Image: UK Meteorological Office

In the Pacific, Typhoon Violet struck Japan September 22, 1996, a “record year for tropical cyclones.”

We have discovered that for Pacific and Indian Ocean storms, like Nargis (Narcissus), designations are far more complex than in the U.S., with our simple alphabetical list, alternating between men’s and women’s names. In 2000 the fourteen nations in the Pacific typhoon belt came up with their own system.

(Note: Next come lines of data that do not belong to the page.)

//! How a slide change is drawn.
//!
//! A strategy is chosen when the carousel is built and kept for its whole
//! life, because some of them add elements to the surface at mount time.

use std::cell::{Cell, RefCell};
use std::rc::Rc;

use serde::Deserialize;

use super::host::{show_only, sync_indicators, ProgressFrame, Scheduler, SlideSurface};
use crate::config::CarouselConfig;

/// Strategy selector as written in page options: `"default"`, `"fade"` or
/// `"progress"`. Unknown names fall back to the default.
#[derive(Debug, Clone, Copy, PartialEq, Eq, Default, Deserialize)]
#[serde(from = "String")]
pub enum TransitionKind {
    #[default]
    Instant,
    Fade,
    Progress,
}

impl TransitionKind {
    pub fn parse(name: &str) -> Self {
        match name.trim().to_ascii_lowercase().as_str() {
            "fade" => TransitionKind::Fade,
            "progress" => TransitionKind::Progress,
            _ => TransitionKind::Instant,
        }
    }

    pub fn as_str(&self) -> &'static str {
        match self {
            TransitionKind::Instant => "default",
            TransitionKind::Fade => "fade",
            TransitionKind::Progress => "progress",
        }
    }

    pub fn build(self) -> Box<dyn Transition> {
        match self {
            TransitionKind::Instant => Box::new(Instant),
            TransitionKind::Fade => Box::new(Fade::default()),
            TransitionKind::Progress => Box::new(ProgressBar::default()),
        }
    }
}

impl From<String> for TransitionKind {
    fn from(name: String) -> Self {
        TransitionKind::parse(&name)
    }
}

/// What a strategy may touch while it runs.
pub struct TransitionContext<'a> {
    pub surface: &'a Rc<dyn SlideSurface>,
    pub scheduler: &'a Rc<dyn Scheduler>,
    pub config: &'a CarouselConfig,
    pub auto_playing: bool,
}

pub trait Transition {
    fn kind(&self) -> TransitionKind;

    /// Called once, before the first slide is shown.
    fn on_mount(&mut self, _ctx: &TransitionContext<'_>) {}

    /// Moves the active mark from `from` to `to` (never equal).
    fn render_transition(&mut self, ctx: &TransitionContext<'_>, from: usize, to: usize);

    /// Called after every successful slide change.
    fn on_navigate(&mut self, _ctx: &TransitionContext<'_>) {}

    /// Called whenever auto-play (re)starts.
    fn on_auto_play_start(&mut self, _ctx: &TransitionContext<'_>) {}
}

/// Swap the active slide in one step.
pub struct Instant;

impl Transition for Instant {
    fn kind(&self) -> TransitionKind {
        TransitionKind::Instant
    }

    fn render_transition(&mut self, ctx: &TransitionContext<'_>, _from: usize, to: usize) {
        show_only(&**ctx.surface, to);
        sync_indicators(&**ctx.surface, to);
    }
}

#[derive(Debug, Clone, Copy)]
struct PendingFade {
    from: usize,
    to: usize,
    generation: u64,
}

impl PendingFade {
    fn finish(self, surface: &dyn SlideSurface) {
        surface.set_slide_active(self.from, false);
        surface.set_slide_active(self.to, true);
        surface.set_slide_opacity(self.to, 1.0);
    }
}

/// Fade the old slide out, then swap the active mark once the CSS fade has run.
///
/// Indicators move immediately. If another change arrives while a fade is
/// still pending, the pending one is finished on the spot and its delayed
/// callback turns into a no-op, so exactly one slide ends up active.
#[derive(Default)]
pub struct Fade {
    pending: Rc<RefCell<Option<PendingFade>>>,
    generation: Cell<u64>,
}

impl Fade {
    fn settle_pending(&self, surface: &dyn SlideSurface) {
        // take() before finish() so the borrow is released
        let pending = self.pending.borrow_mut().take();
        if let Some(pending) = pending {
            pending.finish(surface);
        }
    }
}

impl Transition for Fade {
    fn kind(&self) -> TransitionKind {
        TransitionKind::Fade
    }

    fn render_transition(&mut self, ctx: &TransitionContext<'_>, from: usize, to: usize) {
        self.settle_pending(&**ctx.surface);

        ctx.surface.set_slide_opacity(from, 0.0);
        sync_indicators(&**ctx.surface, to);

        let generation = self.generation.get() + 1;
        self.generation.set(generation);
        *self.pending.borrow_mut() = Some(PendingFade { from, to, generation });

        let pending = Rc::clone(&self.pending);
        let surface = Rc::clone(ctx.surface);
        ctx.scheduler.schedule_once(
            ctx.config.fade_duration_ms,
            Box::new(move || {
                let due = {
                    let mut slot = pending.borrow_mut();
                    if slot.map_or(false, |p| p.generation == generation) {
                        slot.take()
                    } else {
                        None
                    }
                };
                if let Some(fade) = due {
                    fade.finish(&*surface);
                }
            }),
        );
    }
}

/// Instant swaps plus a fill bar that sweeps across once per auto-play period.
///
/// The fill restarts on every slide change while auto-play runs; changes
/// made while paused leave it alone.
#[derive(Default)]
pub struct ProgressBar {
    mounted: bool,
    generation: Rc<Cell<u64>>,
}

impl ProgressBar {
    fn restart(&self, ctx: &TransitionContext<'_>) {
        if !self.mounted {
            return;
        }
        ctx.surface.set_progress(ProgressFrame::reset());

        let generation = self.generation.get() + 1;
        self.generation.set(generation);

        let current = Rc::clone(&self.generation);
        let surface = Rc::clone(ctx.surface);
        let duration = ctx.config.auto_play_delay_ms;
        // Give the browser a frame to render the reset before animating
        ctx.scheduler.schedule_once(
            ctx.config.progress_kickoff_ms,
            Box::new(move || {
                if current.get() == generation {
                    surface.set_progress(ProgressFrame::fill_over(duration));
                }
            }),
        );
    }
}

impl Transition for ProgressBar {
    fn kind(&self) -> TransitionKind {
        TransitionKind::Progress
    }

    fn on_mount(&mut self, ctx: &TransitionContext<'_>) {
        self.mounted = ctx.surface.mount_progress_bar();
        if self.mounted {
            ctx.surface.set_progress(ProgressFrame::reset());
        }
    }

    fn render_transition(&mut self, ctx: &TransitionContext<'_>, _from: usize, to: usize) {
        show_only(&**ctx.surface, to);
        sync_indicators(&**ctx.surface, to);
    }

    fn on_navigate(&mut self, ctx: &TransitionContext<'_>) {
        if ctx.auto_playing {
            self.restart(ctx);
        }
    }

    fn on_auto_play_start(&mut self, ctx: &TransitionContext<'_>) {
        self.restart(ctx);
    }
}

#[cfg(test)]
mod tests {
    use super::*;
    use crate::carousel::testing::{FakeSurface, ManualClock};

    struct Rig {
        fake: Rc<FakeSurface>,
        clock: Rc<ManualClock>,
        surface: Rc<dyn SlideSurface>,
        scheduler: Rc<dyn Scheduler>,
        config: CarouselConfig,
    }

    impl Rig {
        fn new(slides: usize) -> Self {
            let fake = FakeSurface::new(slides);
            fake.create_indicators(slides);
            show_only(&*fake, 0);
            sync_indicators(&*fake, 0);
            let clock = ManualClock::new();
            Rig {
                surface: fake.clone(),
                scheduler: clock.clone(),
                fake,
                clock,
                config: CarouselConfig::default(),
            }
        }

        fn ctx(&self, auto_playing: bool) -> TransitionContext<'_> {
            TransitionContext {
                surface: &self.surface,
                scheduler: &self.scheduler,
                config: &self.config,
                auto_playing,
            }
        }
    }

    #[test]
    fn kind_names_parse_leniently() {
        assert_eq!(TransitionKind::parse("fade"), TransitionKind::Fade);
        assert_eq!(TransitionKind::parse(" Progress "), TransitionKind::Progress);
        assert_eq!(TransitionKind::parse("default"), TransitionKind::Instant);
        assert_eq!(TransitionKind::parse("slide-3d"), TransitionKind::Instant);
    }

    #[test]
    fn built_strategy_reports_its_kind() {
        for kind in [TransitionKind::Instant, TransitionKind::Fade, TransitionKind::Progress] {
            assert_eq!(kind.build().kind(), kind);
        }
    }

    #[test]
    fn instant_swaps_in_one_step() {
        let rig = Rig::new(3);
        Instant.render_transition(&rig.ctx(false), 0, 2);
        assert_eq!(rig.fake.active_slides(), vec![2]);
        assert_eq!(rig.fake.active_indicators(), vec![2]);
        assert_eq!(rig.clock.pending_once(), 0);
    }

    #[test]
    fn fade_swaps_after_the_fade_duration() {
        let rig = Rig::new(3);
        let mut fade = Fade::default();
        fade.render_transition(&rig.ctx(false), 0, 1);

        // old slide fading, still marked active; indicators already moved
        assert_eq!(rig.fake.opacity(0), Some(0.0));
        assert_eq!(rig.fake.active_slides(), vec![0]);
        assert_eq!(rig.fake.active_indicators(), vec![1]);

        rig.clock.advance(299);
        assert_eq!(rig.fake.active_slides(), vec![0]);

        rig.clock.advance(1);
        assert_eq!(rig.fake.active_slides(), vec![1]);
        assert_eq!(rig.fake.opacity(1), Some(1.0));
    }

    #[test]
    fn fade_settles_a_pending_fade_before_starting_another() {
        let rig = Rig::new(3);
        let mut fade = Fade::default();
        fade.render_transition(&rig.ctx(false), 0, 1);
        rig.clock.advance(100);
        fade.render_transition(&rig.ctx(false), 1, 2);

        // first fade was finished early, second one is under way
        assert_eq!(rig.fake.active_slides(), vec![1]);
        assert_eq!(rig.fake.opacity(1), Some(0.0));
        assert_eq!(rig.fake.active_indicators(), vec![2]);

        // stale callback for the first fade fires here and does nothing
        rig.clock.advance(200);
        assert_eq!(rig.fake.active_slides(), vec![1]);

        rig.clock.advance(100);
        assert_eq!(rig.fake.active_slides(), vec![2]);
        assert_eq!(rig.fake.opacity(2), Some(1.0));
    }

    #[test]
    fn progress_bar_restarts_only_while_auto_playing() {
        let rig = Rig::new(3);
        let mut progress = ProgressBar::default();
        progress.on_mount(&rig.ctx(true));
        assert!(rig.fake.progress_mounted());
        rig.fake.clear_progress_frames();

        progress.render_transition(&rig.ctx(false), 0, 1);
        progress.on_navigate(&rig.ctx(false));
        rig.clock.advance(1000);
        assert!(rig.fake.progress_frames().is_empty());

        progress.render_transition(&rig.ctx(true), 1, 2);
        progress.on_navigate(&rig.ctx(true));
        assert_eq!(rig.fake.progress_frames(), vec![ProgressFrame::reset()]);
        rig.clock.advance(100);
        assert_eq!(
            rig.fake.progress_frames(),
            vec![ProgressFrame::reset(), ProgressFrame::fill_over(5000)]
        );
    }

    #[test]
    fn stale_progress_kickoff_is_dropped() {
        let rig = Rig::new(3);
        let mut progress = ProgressBar::default();
        progress.on_mount(&rig.ctx(true));
        rig.fake.clear_progress_frames();

        progress.on_navigate(&rig.ctx(true));
        rig.clock.advance(50);
        progress.on_navigate(&rig.ctx(true));
        rig.clock.advance(100);

        let fills = rig
            .fake
            .progress_frames()
            .into_iter()
            .filter(|f| f.width_percent == 100.0)
            .count();
        assert_eq!(fills, 1);
    }
}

“The new names are Asian names and were contributed by all the nations and territories that are members of the WMO’s Typhoon Committee. These newly selected names have two major differences from the rest of the world’s tropical cyclone name rosters. One, the names by and large are not personal names. There are a few men’s and women’s names, but the majority are names of flowers, animals, birds, trees, or even foods, etc, while some are descriptive adjectives. Secondly, the names will not be allotted in alphabetical order, but are arranged by contributing nation with the countries being alphabetized.”

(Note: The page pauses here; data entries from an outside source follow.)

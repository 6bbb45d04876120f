//! Rotating slide widget with auto-play, swipe and keyboard control.
//!
//! The [`engine`] is host-agnostic; [`dom`] binds it to the browser and
//! [`js_api`] exposes it to page scripts.

pub mod dom;
pub mod engine;
pub mod factory;
pub mod host;
pub mod input;
pub mod js_api;
pub mod transition;

#[cfg(test)]
pub(crate) mod testing;

pub use dom::create_carousel;
pub use factory::{CarouselOptions, SlideDescriptor};
pub use transition::TransitionKind;
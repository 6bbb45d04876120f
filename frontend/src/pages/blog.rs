use yew::prelude::*;

use crate::components::load_more::LoadMoreButton;
use crate::effects::use_scroll_effects;

const POSTS: &[(&str, &str, &str)] = &[
    ("Surviving your first semester", "/assets/first-semester.jpg", "Registration, timetables and where to find cheap food."),
    ("How the hostel ballot works", "/assets/hostels.jpg", "What the portal does not tell you about picking a room."),
    ("Five places to read that aren't the library", "/assets/reading.jpg", "Quiet corners around campus, ranked."),
];

#[function_component(Blog)]
pub fn blog() -> Html {
    use_scroll_effects();

    html! {
        <div class="blog-page section">
            <h1>{"Gist"}</h1>
            <div class="posts-grid">
                { for POSTS.iter().map(|(title, image, summary)| html! {
                    <article class="post-card">
                        <img class="lazy" data-src={*image} alt={*title} />
                        <h3>{*title}</h3>
                        <p>{*summary}</p>
                    </article>
                }) }
            </div>
            <LoadMoreButton />
        </div>
    }
}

Looking at this Japanese site with all the fourteen nations’ current choices translated into English, we found lots of flower names, in addition to Nargis. Here are just a few stormy flowers waiting on the list: “Haitang” (flowering crabapples) a name from China; “Toraji”, meaning bell flower in Korean;  and “Melor,” which is Malaysian for Jasmine.

“In the aftermath of a storm or hurricane,” writes V. R. Narayanaswami, “there can be a great deal of negotiation over insurance claims and legal issues related to the destruction to life and property. A name can more easily be handled than longitude and latitude as data or even direction and distance from a coastal town.” Makes sense. And perhaps the custom of switching from men’s and women’s names to trees and flowers spares people from future association with these tragic events.

But if so many nations have agreed that hurricanes and typhoons should have names, why not earthquakes too?

Here are two guesses (we welcome yours)—

*People sometimes can, and do, take measures to try to spare themselves from hurricanes’ destruction; having a storm name might help with evacuation and other emergency preparedness. But planning isn’t really possible with an earthquake. There’s little or no communication about the disaster BEFORE it occurs.

*Hurricanes and typhoons are water-borne and water-bearing disasters, churning in from the sea. And sailors have a thing for naming (just one example).